▶ **Exercise directions**
Could you set down exactly the lines in the records below between the line holding "for (i, prim)" and the line holding "Self::new(Vector3f::Y_AXIS, Vector3f::X_AXIS, Vector3f::Z_AXIS)", inclusive?

▶ **Dataset entries**
########################################
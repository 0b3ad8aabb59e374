//! Materials

#[macro_use]
extern crate log;

mod bump;
mod gaussian;
mod translucent;

// Re-export
pub use bump::*;
pub use gaussian::*;
pub use translucent::*;
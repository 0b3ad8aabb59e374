//! Planes

use core::geometry::*;
use core::pbrt::*;
use core::shape::*;

/// An infinite plane through a point.
#[derive(Clone, Debug)]
pub struct Plane {
    /// A point on the plane.
    pub point: Point3f,

    /// Unit normal of the front side.
    pub normal: Vector3f,

    /// Unit tangent used to orient shading bases.
    pub tangent: Vector3f,
}

impl Plane {
    /// Create a new plane.
    ///
    /// * `point`  - A point on the plane.
    /// * `normal` - Normal of the front side. It will be normalized.
    pub fn new(point: Point3f, normal: Vector3f) -> Result<Self, String> {
        if point.has_nans() {
            return Err(format!("Invalid plane point {point}"));
        }
        let basis = Basis3f::from_normal(normal).map_err(|e| format!("Invalid plane: {e}"))?;
        Ok(Self {
            point,
            normal: basis.normal(),
            tangent: basis.tangent_u(),
        })
    }

    /// Returns the plane `y = height` facing +y.
    ///
    /// * `height` - Height of the plane.
    pub fn horizontal(height: Float) -> Self {
        Self {
            point: Point3f::new(0.0, height, 0.0),
            normal: Vector3f::Y_AXIS,
            tangent: Vector3f::X_AXIS,
        }
    }
}

impl Shape for Plane {
    fn get_type(&self) -> &'static str {
        "plane"
    }

    fn intersect(&self, r: &ShadingRay) -> Option<ShapeHit> {
        let denom = self.normal.dot(&r.d);
        if abs(denom) < 1.0e-12 {
            // Ray is parallel to the plane.
            return None;
        }

        let t = self.normal.dot(&(self.point - r.o)) / denom;
        if !r.contains(t) {
            return None;
        }

        Some(ShapeHit {
            t,
            n: self.normal,
            dpdu: self.tangent,
        })
    }
}

// ----------------------------------------------------------------------------
// Tests
// ----------------------------------------------------------------------------
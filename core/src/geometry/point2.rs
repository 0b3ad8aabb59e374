//! 2-D Points

use crate::pbrt::Float;
use num_traits::Num;
use std::fmt;
use std::ops::Index;

/// A 2-D point containing numeric values.
#[derive(Copy, Clone, Debug, Default, PartialEq)]
pub struct Point2<T> {
    /// X-coordinate.
    pub x: T,

    /// Y-coordinate.
    pub y: T,
}

/// 2-D point containing `Float` values.
pub type Point2f = Point2<Float>;

impl Point2f {
    /// Origin.
    pub const ZERO: Self = Self { x: 0.0, y: 0.0 };
}

impl<T: Num> Point2<T> {
    /// Creates a new 2-D point.
    ///
    /// * `x` - X-coordinate.
    /// * `y` - Y-coordinate.
    pub fn new(x: T, y: T) -> Self {
        Self { x, y }
    }

    /// Returns the square of the distance to the origin.
    pub fn length_squared(&self) -> T
    where
        T: Copy,
    {
        self.x * self.x + self.y * self.y
    }
}

impl<T> Index<usize> for Point2<T> {
    type Output = T;

    /// Index the point by an axis to get the immutable coordinate.
    ///
    /// * `axis` - An axis in [0, 1].
    fn index(&self, axis: usize) -> &Self::Output {
        match axis {
            0 => &self.x,
            1 => &self.y,
            _ => panic!("Invalid axis {axis} for Point2"),
        }
    }
}

impl<T: fmt::Display> fmt::Display for Point2<T> {
    fn fmt(&self, f: &mut fmt::Formatter<'_>) -> fmt::Result {
        write!(f, "[{}, {}]", self.x, self.y)
    }
}
//! Translucent Material

use super::*;
use core::material::*;

/// A material with subsurface transport described by a Gaussian profile.
pub struct TranslucentMaterial {
    /// Material name.
    name: String,

    /// The diffusion profile.
    bssrdf: GaussianBSSRDF,

    /// Inputs of the diffusion profile.
    inputs: GaussianBSSRDFInputs,

    /// Optional bump shader.
    bump: Option<Box<dyn BumpShader>>,
}

impl TranslucentMaterial {
    /// Create a new `TranslucentMaterial`.
    ///
    /// * `name`   - Material name.
    /// * `inputs` - Inputs of the diffusion profile.
    pub fn new(name: &str, inputs: GaussianBSSRDFInputs) -> Self {
        debug!(
            "Creating translucent material '{name}' with variance {}",
            inputs.variance()
        );
        Self {
            name: name.to_string(),
            bssrdf: GaussianBSSRDF,
            inputs,
            bump: None,
        }
    }

    /// Attaches a bump shader to the material.
    ///
    /// * `bump` - The shader.
    pub fn with_bump(mut self, bump: Box<dyn BumpShader>) -> Self {
        self.bump = Some(bump);
        self
    }

    /// Returns the diffusion profile.
    pub fn bssrdf(&self) -> &GaussianBSSRDF {
        &self.bssrdf
    }

    /// Returns the inputs of the diffusion profile.
    pub fn inputs(&self) -> &GaussianBSSRDFInputs {
        &self.inputs
    }
}

impl Material for TranslucentMaterial {
    fn name(&self) -> &str {
        &self.name
    }

    fn bump_shader(&self) -> Option<&dyn BumpShader> {
        self.bump.as_deref()
    }
}

// ----------------------------------------------------------------------------
// Tests
// ----------------------------------------------------------------------------
//! Scene

use crate::geometry::*;
use crate::interaction::*;

/// Finds the nearest intersection of a ray with scene geometry.
///
/// Implementations must be safe for concurrent read-only queries.
pub trait Intersector: Send + Sync {
    /// Traces the ray and writes the nearest hit with parametric distance in
    /// `[ray.t_min, ray.t_max)` into `out`. Returns `false` if there is none.
    ///
    /// * `ray`    - The ray to trace.
    /// * `out`    - Receives the hit.
    /// * `parent` - The hit the ray was spawned from, used to avoid
    ///              reporting the same surface again.
    fn trace(&self, ray: &ShadingRay, out: &mut ShadingPoint, parent: Option<&ShadingPoint>) -> bool;
}
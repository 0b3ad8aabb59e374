//! Shapes

mod plane;
mod sphere;

// Re-export
pub use plane::*;
pub use sphere::*;
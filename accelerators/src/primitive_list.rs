//! Primitive List

use core::geometry::*;
use core::interaction::*;
use core::material::*;
use core::pbrt::*;
use core::scene::*;
use core::shape::*;
use core::stats::*;
use core::{stat_counter, stat_inc, stat_percent, stat_register_fns};
use std::sync::Arc;

stat_counter!("Intersections/Primitive tests", PRIMITIVE_TESTS, list_stats_primitive_tests);
stat_percent!(
    "Intersections/Traces with a hit",
    TRACE_HITS,
    TRACES,
    list_stats_trace_hits
);

stat_register_fns!(list_stats_primitive_tests, list_stats_trace_hits);

/// Minimum parametric distance for hits along a ray spawned from a previous
/// hit.
pub const SELF_HIT_EPSILON: Float = 1.0e-7;

/// GeometricPrimitive represents a single shape in a scene.
#[derive(Clone)]
pub struct GeometricPrimitive {
    /// The shape.
    pub shape: ArcShape,

    /// The material on the front side.
    pub front_material: Option<ArcMaterial>,

    /// The material on the back side.
    pub back_material: Option<ArcMaterial>,
}

impl GeometricPrimitive {
    /// Create a new geometric primitive with the same material on both sides.
    ///
    /// * `shape`    - The shape.
    /// * `material` - The material.
    pub fn new(shape: ArcShape, material: ArcMaterial) -> Self {
        Self {
            shape,
            front_material: Some(Arc::clone(&material)),
            back_material: Some(material),
        }
    }

    /// Create a new geometric primitive with distinct materials per side.
    ///
    /// * `shape`          - The shape.
    /// * `front_material` - The material on the front side.
    /// * `back_material`  - The material on the back side.
    pub fn two_sided(
        shape: ArcShape,
        front_material: Option<ArcMaterial>,
        back_material: Option<ArcMaterial>,
    ) -> Self {
        Self {
            shape,
            front_material,
            back_material,
        }
    }
}

/// A flat list of primitives tested one by one.
#[derive(Clone, Default)]
pub struct PrimitiveList {
    /// The primitives.
    primitives: Vec<GeometricPrimitive>,
}

impl PrimitiveList {
    /// Create a new `PrimitiveList`.
    ///
    /// * `primitives` - The primitives.
    pub fn new(primitives: Vec<GeometricPrimitive>) -> Self {
        register_stats();

        debug!("Creating primitive list with {} primitives", primitives.len());
        Self { primitives }
    }

    /// Returns the number of primitives.
    pub fn len(&self) -> usize {
        self.primitives.len()
    }

    /// Returns true if there are no primitives.
    pub fn is_empty(&self) -> bool {
        self.primitives.is_empty()
    }
}

impl Intersector for PrimitiveList {
    /// Writes the nearest hit into `out`. When a parent hit is given, hits
    /// closer than `SELF_HIT_EPSILON` are ignored on every primitive so that
    /// surfaces coincident with the parent are not found again.
    ///
    /// * `ray`    - The ray to trace.
    /// * `out`    - Receives the hit.
    /// * `parent` - The hit the ray was spawned from.
    fn trace(&self, ray: &ShadingRay, out: &mut ShadingPoint, parent: Option<&ShadingPoint>) -> bool {
        out.clear();
        stat_inc!(TRACES, 1);

        let mut r = *ray;
        if parent.is_some() {
            r.t_min = max(r.t_min, SELF_HIT_EPSILON);
        }
        let mut nearest: Option<(usize, ShapeHit)> = None;

        for (i, prim) in self.primitives.iter().enumerate() {
            stat_inc!(PRIMITIVE_TESTS, 1);

            if let Some(hit) = prim.shape.intersect(&r) {
                r.t_max = hit.t;
                nearest = Some((i, hit));
            }
        }

        let Some((i, hit)) = nearest else {
            return false;
        };

        let prim = &self.primitives[i];
        let shading_basis = match Basis3f::from_normal_tangent(hit.n, hit.dpdu) {
            Ok(basis) => basis,
            Err(e) => {
                warn!("Skipping hit on {}: {e}", prim.shape.get_type());
                return false;
            }
        };

        let side = if hit.n.dot(&ray.d) < 0.0 {
            ObjectSide::Front
        } else {
            ObjectSide::Back
        };

        *out = ShadingPoint::new(
            *ray,
            hit.t,
            hit.n,
            shading_basis,
            side,
            prim.front_material.clone(),
            prim.back_material.clone(),
            Some(i),
        );

        stat_inc!(TRACE_HITS, 1);
        true
    }
}

// ----------------------------------------------------------------------------
// Tests
// ----------------------------------------------------------------------------
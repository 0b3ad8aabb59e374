//! Orthonormal Basis

use super::common::*;
use super::vector3::*;
use crate::pbrt::*;

/// An orthonormal 3-D frame made of a normal and two tangent directions.
///
/// Local coordinates `(x, y, z)` map to `x * tangent_u + y * normal + z * tangent_v`
/// which makes the local y-axis the normal.
#[derive(Copy, Clone, Debug, PartialEq)]
pub struct Basis3f {
    /// The normal (local y-axis).
    normal: Vector3f,

    /// First tangent (local x-axis).
    tangent_u: Vector3f,

    /// Second tangent (local z-axis).
    tangent_v: Vector3f,
}

impl Default for Basis3f {
    /// Returns the world frame with the normal along +y.
    fn default() -> Self {
        Self::new(Vector3f::Y_AXIS, Vector3f::X_AXIS, Vector3f::Z_AXIS)
    }
}

impl Basis3f {
    /// Creates a basis from three vectors that are already orthonormal. The
    /// vectors are stored as given.
    ///
    /// * `normal`    - The normal.
    /// * `tangent_u` - First tangent.
    /// * `tangent_v` - Second tangent.
    pub fn new(normal: Vector3f, tangent_u: Vector3f, tangent_v: Vector3f) -> Self {
        Self {
            normal,
            tangent_u,
            tangent_v,
        }
    }

    /// Builds a basis around a normal, picking the tangents by zeroing one
    /// coordinate of the normal and swapping the remaining two.
    ///
    /// * `n` - The normal. It will be normalized.
    pub fn from_normal(n: Vector3f) -> Result<Self, String> {
        if !n.is_finite() || n.length_squared() == 0.0 {
            return Err(format!("Cannot build a basis around normal {n}"));
        }

        let normal = n.normalize();
        let tangent_u = if abs(normal.x) > abs(normal.y) {
            vector3(-normal.z, 0.0, normal.x) / (normal.x * normal.x + normal.z * normal.z).sqrt()
        } else {
            vector3(0.0, normal.z, -normal.y) / (normal.y * normal.y + normal.z * normal.z).sqrt()
        };
        let tangent_v = tangent_u.cross(&normal);

        Ok(Self::new(normal, tangent_u, tangent_v))
    }

    /// Builds a basis around a normal and a hint for the first tangent. The
    /// tangent is made orthogonal to the normal.
    ///
    /// * `n` - The normal. It will be normalized.
    /// * `u` - First tangent hint.
    pub fn from_normal_tangent(n: Vector3f, u: Vector3f) -> Result<Self, String> {
        if !n.is_finite() || n.length_squared() == 0.0 {
            return Err(format!("Cannot build a basis around normal {n}"));
        }

        let normal = n.normalize();
        let t = u - u.project(&normal);
        if !t.is_finite() || t.length_squared() < 1.0e-20 {
            // Tangent hint is degenerate; fall back to an arbitrary frame.
            return Self::from_normal(normal);
        }

        let tangent_u = t.normalize();
        let tangent_v = tangent_u.cross(&normal);
        Ok(Self::new(normal, tangent_u, tangent_v))
    }

    /// Returns the normal.
    #[inline]
    pub fn normal(&self) -> Vector3f {
        self.normal
    }

    /// Returns the first tangent.
    #[inline]
    pub fn tangent_u(&self) -> Vector3f {
        self.tangent_u
    }

    /// Returns the second tangent.
    #[inline]
    pub fn tangent_v(&self) -> Vector3f {
        self.tangent_v
    }

    /// Transforms a vector from local coordinates to the parent frame.
    ///
    /// * `v` - Vector in local coordinates.
    #[inline]
    pub fn transform_to_parent(&self, v: &Vector3f) -> Vector3f {
        self.tangent_u * v.x + self.normal * v.y + self.tangent_v * v.z
    }

    /// Transforms a vector from the parent frame to local coordinates.
    ///
    /// * `v` - Vector in parent coordinates.
    #[inline]
    pub fn transform_to_local(&self, v: &Vector3f) -> Vector3f {
        vector3(self.tangent_u.dot(v), self.normal.dot(v), self.tangent_v.dot(v))
    }

    /// Returns true if all three vectors are unit length and pairwise
    /// orthogonal within the given tolerance.
    ///
    /// * `eps` - Tolerance.
    pub fn is_orthonormal(&self, eps: Float) -> bool {
        feq(self.normal.length(), 1.0, eps)
            && feq(self.tangent_u.length(), 1.0, eps)
            && feq(self.tangent_v.length(), 1.0, eps)
            && abs(self.normal.dot(&self.tangent_u)) <= eps
            && abs(self.normal.dot(&self.tangent_v)) <= eps
            && abs(self.tangent_u.dot(&self.tangent_v)) <= eps
    }
}

// ----------------------------------------------------------------------------
// Tests
// ----------------------------------------------------------------------------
########################################
▶ **Task answer**
        for (i, prim) in self.primitives.iter().enumerate() {
            stat_inc!(PRIMITIVE_TESTS, 1);

            if let Some(hit) = prim.shape.intersect(&r) {
                r.t_max = hit.t;
                nearest = Some((i, hit));
            }
        }

        let Some((i, hit)) = nearest else {
            return false;
        };

        let prim = &self.primitives[i];
        let shading_basis = match Basis3f::from_normal_tangent(hit.n, hit.dpdu) {
            Ok(basis) => basis,
            Err(e) => {
                warn!("Skipping hit on {}: {e}", prim.shape.get_type());
                return false;
            }
        };

        let side = if hit.n.dot(&ray.d) < 0.0 {
            ObjectSide::Front
        } else {
            ObjectSide::Back
        };

        *out = ShadingPoint::new(
            *ray,
            hit.t,
            hit.n,
            shading_basis,
            side,
            prim.front_material.clone(),
            prim.back_material.clone(),
            Some(i),
        );

        stat_inc!(TRACE_HITS, 1);
        true
    }
}

// ----------------------------------------------------------------------------
// Tests
// ----------------------------------------------------------------------------
repository 0b3ad8aabb59e374
//! Orthonormal Basis

use super::common::*;
use super::vector3::*;
use crate::pbrt::*;

/// An orthonormal 3-D frame made of a normal and two tangent directions.
///
/// Local coordinates `(x, y, z)` map to `x * tangent_u + y * normal + z * tangent_v`
/// which makes the local y-axis the normal.
#[derive(Copy, Clone, Debug, PartialEq)]
pub struct Basis3f {
    /// The normal (local y-axis).
    normal: Vector3f,

    /// First tangent (local x-axis).
    tangent_u: Vector3f,

    /// Second tangent (local z-axis).
    tangent_v: Vector3f,
}

impl Default for Basis3f {
    /// Returns the world frame with the normal along +y.
    fn default() -> Self {
        Self::new(Vector3f::Y_AXIS, Vector3f::X_AXIS, Vector3f::Z_AXIS)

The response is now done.